### WORK ORDER
Print exactly the lines below between the line holding "bundle.others.len()" and the line holding "tmp.as_file().sync_all()?;", inclusive, and nothing more.

### Collected data
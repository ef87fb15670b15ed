use std::fs::File;
use std::io::{Read, Write};
use std::path::{Path, PathBuf};

use glob::glob;
use log::{debug, info};
use tempfile::NamedTempFile;
use zip::write::SimpleFileOptions;
use zip::{CompressionMethod, ZipArchive, ZipWriter};

use super::placemark::{SynthesisOptions, edit_placemarks};
use super::waypoint::Waypoint;
use crate::config::KmlConfig;
use crate::error::{Error, Result};

pub const TEMPLATE_KML: &str = "template.kml";
pub const WAYLINES_WPML: &str = "waylines.wpml";

/// Documents and companion files of a mission template.
#[derive(Debug, Clone, Default)]
pub struct TemplateBundle {
    pub kml: String,
    pub waylines: Option<String>,
    /// Every other entry, with its archive path.
    pub others: Vec<(String, Vec<u8>)>,
}

fn archive_path(rel: &Path) -> String {
    rel.components()
        .map(|c| c.as_os_str().to_string_lossy().into_owned())
        .collect::<Vec<_>>()
        .join("/")
}

fn entry_file_name(name: &str) -> &str {
    name.rsplit('/').next().unwrap_or(name)
}

impl TemplateBundle {
    /// Loads a template from a `.kmz` archive or from a directory holding
    /// `<folder_name>/template.kml` (or `template.kml` directly).
    pub fn load(path: &Path, folder_name: &str) -> Result<TemplateBundle> {
        if path.is_dir() {
            TemplateBundle::from_dir(path, folder_name)
        } else {
            TemplateBundle::from_kmz(path)
        }
    }

    pub fn from_dir(dir: &Path, folder_name: &str) -> Result<TemplateBundle> {
        let nested = dir.join(folder_name);
        let base = if nested.join(TEMPLATE_KML).is_file() {
            nested
        } else {
            dir.to_path_buf()
        };
        let kml_path = base.join(TEMPLATE_KML);
        if !kml_path.is_file() {
            return Err(Error::MissingTemplateFile(kml_path.display().to_string()));
        }
        let waylines_path = base.join(WAYLINES_WPML);
        let waylines = if waylines_path.is_file() {
            Some(std::fs::read_to_string(&waylines_path)?)
        } else {
            None
        };

        let mut others = Vec::new();
        let mut files: Vec<PathBuf> = glob(&base.join("**").join("*").to_string_lossy())?
            .filter_map(|p| p.ok())
            .filter(|p| p.is_file() && *p != kml_path && *p != waylines_path)
            .collect();
        files.sort();
        for file in files {
            let rel = file.strip_prefix(&base).unwrap_or(&file);
            others.push((
                format!("{folder_name}/{}", archive_path(rel)),
                std::fs::read(&file)?,
            ));
        }

        Ok(TemplateBundle {
            kml: std::fs::read_to_string(&kml_path)?,
            waylines,
            others,
        })
    }

    pub fn from_kmz(path: &Path) -> Result<TemplateBundle> {
        let mut archive = ZipArchive::new(File::open(path)?)?;
        let mut bundle = TemplateBundle::default();
        let mut kml = None;
        for i in 0..archive.len() {
            let mut entry = archive.by_index(i)?;
            if entry.is_dir() {
                continue;
            }
            let name = entry.name().to_string();
            let mut bytes = Vec::new();
            entry.read_to_end(&mut bytes)?;
            match entry_file_name(&name) {
                TEMPLATE_KML if kml.is_none() => {
                    kml = Some(String::from_utf8_lossy(&bytes).into_owned());
                }
                WAYLINES_WPML if bundle.waylines.is_none() => {
                    bundle.waylines = Some(String::from_utf8_lossy(&bytes).into_owned());
                }
                _ => bundle.others.push((name, bytes)),
            }
        }
        bundle.kml = kml.ok_or_else(|| {
            Error::MissingTemplateFile(format!("{TEMPLATE_KML} in {}", path.display()))
        })?;
        debug!(
            "template {:?}: waylines {}, {} other entries",
            path,
            bundle.waylines.is_some(),
            bundle.others.len()
        );
        Ok(bundle)
    }

    /// Archive entries with both documents rewritten for `waypoints`.
    pub fn synthesize(
        &self,
        waypoints: &[Waypoint],
        opts: &SynthesisOptions,
        folder_name: &str,
    ) -> Result<Vec<(String, Vec<u8>)>> {
        let mut entries = vec![(
            format!("{folder_name}/{TEMPLATE_KML}"),
            edit_placemarks(&self.kml, waypoints, opts)?.into_bytes(),
        )];
        if let Some(waylines) = &self.waylines {
            entries.push((
                format!("{folder_name}/{WAYLINES_WPML}"),
                edit_placemarks(waylines, waypoints, opts)?.into_bytes(),
            ));
        }
        entries.extend(self.others.iter().cloned());
        Ok(entries)
    }
}

/// Writes deflated entries to `output`.
///
/// The archive is built in a temporary file next to `output` and renamed
/// over it only once complete; on error the temporary file is removed.
pub fn write_kmz(output: &Path, entries: &[(String, Vec<u8>)]) -> Result<()> {
    let dir = match output.parent() {
        Some(p) if !p.as_os_str().is_empty() => p.to_path_buf(),
        _ => PathBuf::from("."),
    };
    std::fs::create_dir_all(&dir)?;
    let mut tmp = NamedTempFile::new_in(&dir)?;
    {
        let mut zip = ZipWriter::new(tmp.as_file_mut());
        let options = SimpleFileOptions::default().compression_method(CompressionMethod::Deflated);
        for (name, bytes) in entries {
            zip.start_file(name.as_str(), options)?;
            zip.write_all(bytes)?;
        }
        zip.finish()?;
    }
    tmp.as_file().sync_all()?;
    tmp.persist(output).map_err(|e| e.error)?;
    info!("wrote {} entries to {:?}", entries.len(), output);
    Ok(())
}

/// Loads the template at `template`, rewrites it for `waypoints` and
/// writes the archive to `output`.
pub fn waypoints_to_kmz(
    template: &Path,
    output: &Path,
    waypoints: &[Waypoint],
    config: &KmlConfig,
    timestamp_ms: i64,
) -> Result<()> {
    let bundle = TemplateBundle::load(template, &config.folder_name)?;
    let opts = SynthesisOptions::from_config(config, timestamp_ms);
    let entries = bundle.synthesize(waypoints, &opts, &config.folder_name)?;
    write_kmz(output, &entries)
}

### YOUR RESPONSE
            bundle.others.len()
        );
        Ok(bundle)
    }

    /// Archive entries with both documents rewritten for `waypoints`.
    pub fn synthesize(
        &self,
        waypoints: &[Waypoint],
        opts: &SynthesisOptions,
        folder_name: &str,
    ) -> Result<Vec<(String, Vec<u8>)>> {
        let mut entries = vec![(
            format!("{folder_name}/{TEMPLATE_KML}"),
            edit_placemarks(&self.kml, waypoints, opts)?.into_bytes(),
        )];
        if let Some(waylines) = &self.waylines {
            entries.push((
                format!("{folder_name}/{WAYLINES_WPML}"),
                edit_placemarks(waylines, waypoints, opts)?.into_bytes(),
            ));
        }
        entries.extend(self.others.iter().cloned());
        Ok(entries)
    }
}

/// Writes deflated entries to `output`.
///
/// The archive is built in a temporary file next to `output` and renamed
/// over it only once complete; on error the temporary file is removed.
pub fn write_kmz(output: &Path, entries: &[(String, Vec<u8>)]) -> Result<()> {
    let dir = match output.parent() {
        Some(p) if !p.as_os_str().is_empty() => p.to_path_buf(),
        _ => PathBuf::from("."),
    };
    std::fs::create_dir_all(&dir)?;
    let mut tmp = NamedTempFile::new_in(&dir)?;
    {
        let mut zip = ZipWriter::new(tmp.as_file_mut());
        let options = SimpleFileOptions::default().compression_method(CompressionMethod::Deflated);
        for (name, bytes) in entries {
            zip.start_file(name.as_str(), options)?;
            zip.write_all(bytes)?;
        }
        zip.finish()?;
    }
    tmp.as_file().sync_all()?;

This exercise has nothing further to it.